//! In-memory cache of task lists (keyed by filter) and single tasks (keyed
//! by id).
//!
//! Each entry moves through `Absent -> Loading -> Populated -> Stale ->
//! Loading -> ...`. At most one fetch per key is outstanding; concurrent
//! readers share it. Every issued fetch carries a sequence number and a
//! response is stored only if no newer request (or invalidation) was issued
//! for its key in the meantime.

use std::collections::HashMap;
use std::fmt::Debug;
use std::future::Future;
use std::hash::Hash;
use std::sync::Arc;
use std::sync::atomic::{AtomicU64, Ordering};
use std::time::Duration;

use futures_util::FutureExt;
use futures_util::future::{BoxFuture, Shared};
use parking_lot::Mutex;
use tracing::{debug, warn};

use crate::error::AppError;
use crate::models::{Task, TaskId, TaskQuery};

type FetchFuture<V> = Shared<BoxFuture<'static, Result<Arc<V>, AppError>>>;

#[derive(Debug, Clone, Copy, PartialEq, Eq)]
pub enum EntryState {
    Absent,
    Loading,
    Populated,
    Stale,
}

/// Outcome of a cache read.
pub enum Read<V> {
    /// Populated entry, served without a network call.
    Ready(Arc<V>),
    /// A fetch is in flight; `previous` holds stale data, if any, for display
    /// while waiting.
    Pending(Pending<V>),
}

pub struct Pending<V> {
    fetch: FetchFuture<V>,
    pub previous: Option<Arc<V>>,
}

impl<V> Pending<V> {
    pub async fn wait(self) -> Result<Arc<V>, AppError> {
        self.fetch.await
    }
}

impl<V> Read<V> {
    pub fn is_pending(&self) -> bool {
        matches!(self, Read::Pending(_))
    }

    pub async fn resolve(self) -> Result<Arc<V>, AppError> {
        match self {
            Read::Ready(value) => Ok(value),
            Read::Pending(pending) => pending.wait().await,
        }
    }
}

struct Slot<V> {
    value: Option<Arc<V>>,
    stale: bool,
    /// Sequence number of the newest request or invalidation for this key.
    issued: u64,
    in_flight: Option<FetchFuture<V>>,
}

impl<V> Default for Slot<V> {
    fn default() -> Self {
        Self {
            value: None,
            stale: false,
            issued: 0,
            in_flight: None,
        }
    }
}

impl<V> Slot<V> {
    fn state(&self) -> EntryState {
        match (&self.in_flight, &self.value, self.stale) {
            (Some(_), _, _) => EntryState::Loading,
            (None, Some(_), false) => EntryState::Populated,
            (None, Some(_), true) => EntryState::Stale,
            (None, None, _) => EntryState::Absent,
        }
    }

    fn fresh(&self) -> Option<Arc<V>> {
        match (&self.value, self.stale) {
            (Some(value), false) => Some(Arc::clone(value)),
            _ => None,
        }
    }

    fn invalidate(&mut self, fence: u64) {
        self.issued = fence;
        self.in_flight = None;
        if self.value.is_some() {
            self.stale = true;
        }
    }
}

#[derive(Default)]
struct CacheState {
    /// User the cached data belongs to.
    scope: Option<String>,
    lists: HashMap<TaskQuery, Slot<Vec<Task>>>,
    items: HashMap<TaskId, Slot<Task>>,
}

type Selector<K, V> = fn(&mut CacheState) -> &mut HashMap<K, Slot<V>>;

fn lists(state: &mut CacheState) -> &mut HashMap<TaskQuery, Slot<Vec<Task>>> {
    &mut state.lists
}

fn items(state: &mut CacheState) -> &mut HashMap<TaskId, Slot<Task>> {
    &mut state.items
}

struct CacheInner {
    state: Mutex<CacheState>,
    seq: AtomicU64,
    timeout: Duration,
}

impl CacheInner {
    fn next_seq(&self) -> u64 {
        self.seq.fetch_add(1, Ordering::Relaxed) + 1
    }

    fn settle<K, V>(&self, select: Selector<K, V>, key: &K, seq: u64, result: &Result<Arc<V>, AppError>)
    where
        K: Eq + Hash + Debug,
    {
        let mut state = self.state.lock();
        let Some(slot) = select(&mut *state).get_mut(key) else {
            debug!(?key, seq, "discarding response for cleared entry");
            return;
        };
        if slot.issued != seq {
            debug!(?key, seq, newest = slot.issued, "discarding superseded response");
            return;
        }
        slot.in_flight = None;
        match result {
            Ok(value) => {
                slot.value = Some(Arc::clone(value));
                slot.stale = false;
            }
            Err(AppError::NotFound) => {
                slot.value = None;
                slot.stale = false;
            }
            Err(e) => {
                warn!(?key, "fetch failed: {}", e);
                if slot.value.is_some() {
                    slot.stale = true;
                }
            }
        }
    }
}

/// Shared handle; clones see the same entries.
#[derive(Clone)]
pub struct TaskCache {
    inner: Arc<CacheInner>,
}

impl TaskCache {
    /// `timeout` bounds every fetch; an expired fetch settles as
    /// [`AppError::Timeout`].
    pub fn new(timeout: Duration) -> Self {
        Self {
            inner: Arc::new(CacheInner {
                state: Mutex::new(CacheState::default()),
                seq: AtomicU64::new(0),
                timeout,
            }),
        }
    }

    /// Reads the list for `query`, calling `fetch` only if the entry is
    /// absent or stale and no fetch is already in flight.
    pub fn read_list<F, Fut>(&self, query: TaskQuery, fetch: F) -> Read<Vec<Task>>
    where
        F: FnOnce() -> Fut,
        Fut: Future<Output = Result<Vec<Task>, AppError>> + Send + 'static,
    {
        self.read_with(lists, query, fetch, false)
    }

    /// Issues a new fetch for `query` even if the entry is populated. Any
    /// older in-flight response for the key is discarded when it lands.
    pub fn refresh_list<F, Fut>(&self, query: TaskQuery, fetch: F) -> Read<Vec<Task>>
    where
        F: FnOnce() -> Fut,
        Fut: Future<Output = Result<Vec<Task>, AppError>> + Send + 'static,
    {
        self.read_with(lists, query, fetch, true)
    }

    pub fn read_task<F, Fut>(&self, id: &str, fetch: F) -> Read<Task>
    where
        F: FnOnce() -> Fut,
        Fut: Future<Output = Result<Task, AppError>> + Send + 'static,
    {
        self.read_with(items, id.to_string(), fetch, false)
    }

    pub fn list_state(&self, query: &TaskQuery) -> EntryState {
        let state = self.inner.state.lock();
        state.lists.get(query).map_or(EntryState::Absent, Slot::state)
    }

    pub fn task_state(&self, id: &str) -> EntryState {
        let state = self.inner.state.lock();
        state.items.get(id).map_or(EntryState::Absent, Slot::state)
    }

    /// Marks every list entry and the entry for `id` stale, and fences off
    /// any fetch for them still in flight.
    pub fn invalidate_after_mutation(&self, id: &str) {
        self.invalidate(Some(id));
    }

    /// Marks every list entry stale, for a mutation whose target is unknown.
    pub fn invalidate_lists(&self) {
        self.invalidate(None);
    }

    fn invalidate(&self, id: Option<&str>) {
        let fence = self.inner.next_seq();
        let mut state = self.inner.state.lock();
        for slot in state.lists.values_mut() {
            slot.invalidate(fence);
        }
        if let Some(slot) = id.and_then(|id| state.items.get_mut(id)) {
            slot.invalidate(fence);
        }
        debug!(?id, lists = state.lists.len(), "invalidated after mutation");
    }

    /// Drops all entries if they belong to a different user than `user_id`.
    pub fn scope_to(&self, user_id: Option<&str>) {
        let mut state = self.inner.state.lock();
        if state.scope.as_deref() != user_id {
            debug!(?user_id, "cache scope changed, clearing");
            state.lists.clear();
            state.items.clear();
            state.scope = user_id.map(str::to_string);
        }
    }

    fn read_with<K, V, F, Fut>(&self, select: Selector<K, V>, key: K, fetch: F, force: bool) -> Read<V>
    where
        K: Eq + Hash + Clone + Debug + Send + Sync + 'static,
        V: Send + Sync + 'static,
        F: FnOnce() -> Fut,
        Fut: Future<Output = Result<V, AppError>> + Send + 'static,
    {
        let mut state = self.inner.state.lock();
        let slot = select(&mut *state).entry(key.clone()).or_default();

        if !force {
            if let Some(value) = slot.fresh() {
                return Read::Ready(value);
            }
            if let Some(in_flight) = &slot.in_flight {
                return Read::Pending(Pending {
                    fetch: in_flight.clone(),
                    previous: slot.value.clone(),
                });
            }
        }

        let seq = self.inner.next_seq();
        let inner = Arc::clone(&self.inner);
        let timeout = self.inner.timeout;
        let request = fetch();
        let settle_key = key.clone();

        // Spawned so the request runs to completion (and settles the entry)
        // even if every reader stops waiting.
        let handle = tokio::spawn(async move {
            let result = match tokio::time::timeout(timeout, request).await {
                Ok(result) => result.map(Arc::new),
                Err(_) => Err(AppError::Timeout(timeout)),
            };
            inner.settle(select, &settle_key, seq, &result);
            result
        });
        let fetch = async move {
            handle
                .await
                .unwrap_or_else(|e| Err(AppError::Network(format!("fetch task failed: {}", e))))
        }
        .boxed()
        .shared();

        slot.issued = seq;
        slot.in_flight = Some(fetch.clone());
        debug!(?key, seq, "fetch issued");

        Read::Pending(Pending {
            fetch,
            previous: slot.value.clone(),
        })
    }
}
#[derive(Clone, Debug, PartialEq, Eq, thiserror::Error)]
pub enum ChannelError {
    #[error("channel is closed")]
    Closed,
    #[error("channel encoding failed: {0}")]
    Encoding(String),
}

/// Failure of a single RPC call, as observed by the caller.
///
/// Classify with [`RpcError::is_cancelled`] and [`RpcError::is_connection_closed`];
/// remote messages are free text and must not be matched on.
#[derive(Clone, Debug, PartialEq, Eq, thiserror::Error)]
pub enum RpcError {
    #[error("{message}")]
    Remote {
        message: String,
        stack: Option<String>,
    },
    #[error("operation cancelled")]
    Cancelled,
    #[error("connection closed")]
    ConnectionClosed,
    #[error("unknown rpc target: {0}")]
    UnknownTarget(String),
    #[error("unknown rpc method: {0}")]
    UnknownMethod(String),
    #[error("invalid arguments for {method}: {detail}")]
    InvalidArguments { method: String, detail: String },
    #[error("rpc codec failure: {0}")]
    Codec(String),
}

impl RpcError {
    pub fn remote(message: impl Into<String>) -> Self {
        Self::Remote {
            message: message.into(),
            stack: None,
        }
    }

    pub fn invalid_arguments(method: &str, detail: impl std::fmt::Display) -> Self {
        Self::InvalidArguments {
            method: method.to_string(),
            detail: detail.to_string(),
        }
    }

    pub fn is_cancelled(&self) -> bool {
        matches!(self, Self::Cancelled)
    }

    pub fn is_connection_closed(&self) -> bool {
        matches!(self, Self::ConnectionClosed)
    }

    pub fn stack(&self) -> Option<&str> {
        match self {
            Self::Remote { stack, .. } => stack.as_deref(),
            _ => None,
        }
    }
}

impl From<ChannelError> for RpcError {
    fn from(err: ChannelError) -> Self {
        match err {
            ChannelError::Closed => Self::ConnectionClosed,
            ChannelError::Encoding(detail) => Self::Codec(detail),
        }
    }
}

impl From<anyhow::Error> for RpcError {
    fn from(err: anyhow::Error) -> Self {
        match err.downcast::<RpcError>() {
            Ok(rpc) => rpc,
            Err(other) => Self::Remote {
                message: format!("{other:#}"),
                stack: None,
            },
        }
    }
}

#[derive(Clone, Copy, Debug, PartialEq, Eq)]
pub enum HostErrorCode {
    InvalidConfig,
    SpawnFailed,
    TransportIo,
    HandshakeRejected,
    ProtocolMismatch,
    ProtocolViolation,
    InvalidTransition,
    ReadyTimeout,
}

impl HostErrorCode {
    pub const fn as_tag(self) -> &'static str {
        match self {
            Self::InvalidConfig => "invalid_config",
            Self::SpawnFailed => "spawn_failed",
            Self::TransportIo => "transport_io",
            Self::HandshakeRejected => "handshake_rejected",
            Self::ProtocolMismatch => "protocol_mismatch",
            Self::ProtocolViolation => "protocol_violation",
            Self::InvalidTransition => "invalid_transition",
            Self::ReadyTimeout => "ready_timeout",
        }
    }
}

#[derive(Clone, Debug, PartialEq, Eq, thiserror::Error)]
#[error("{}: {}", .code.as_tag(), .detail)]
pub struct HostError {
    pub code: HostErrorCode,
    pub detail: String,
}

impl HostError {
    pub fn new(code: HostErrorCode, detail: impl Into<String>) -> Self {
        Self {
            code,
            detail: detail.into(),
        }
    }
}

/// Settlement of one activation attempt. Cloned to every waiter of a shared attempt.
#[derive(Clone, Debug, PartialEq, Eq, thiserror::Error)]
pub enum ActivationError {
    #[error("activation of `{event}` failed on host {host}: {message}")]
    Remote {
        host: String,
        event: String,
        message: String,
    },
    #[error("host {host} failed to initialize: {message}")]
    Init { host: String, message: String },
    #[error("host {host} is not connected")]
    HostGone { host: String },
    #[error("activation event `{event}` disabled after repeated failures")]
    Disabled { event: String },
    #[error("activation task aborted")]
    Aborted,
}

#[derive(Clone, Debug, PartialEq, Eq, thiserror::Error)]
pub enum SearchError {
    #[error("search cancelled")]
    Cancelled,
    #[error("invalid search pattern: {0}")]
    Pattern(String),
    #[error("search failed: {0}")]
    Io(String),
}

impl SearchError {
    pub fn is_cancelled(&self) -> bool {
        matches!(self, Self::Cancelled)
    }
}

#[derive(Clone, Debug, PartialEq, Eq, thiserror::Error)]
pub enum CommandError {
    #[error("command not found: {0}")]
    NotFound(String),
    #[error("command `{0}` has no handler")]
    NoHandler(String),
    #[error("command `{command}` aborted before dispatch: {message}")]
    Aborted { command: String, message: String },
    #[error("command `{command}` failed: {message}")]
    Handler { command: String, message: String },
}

# [EXERCISE DIRECTIONS]
Please copy each line of the entries in which the word "async" shows up.

# [SOLUTION FOR THIS TASK]
    pub async fn wait(self) -> Result<Arc<V>, AppError> {
    pub async fn resolve(self) -> Result<Arc<V>, AppError> {
        let handle = tokio::spawn(async move {
        let fetch = async move {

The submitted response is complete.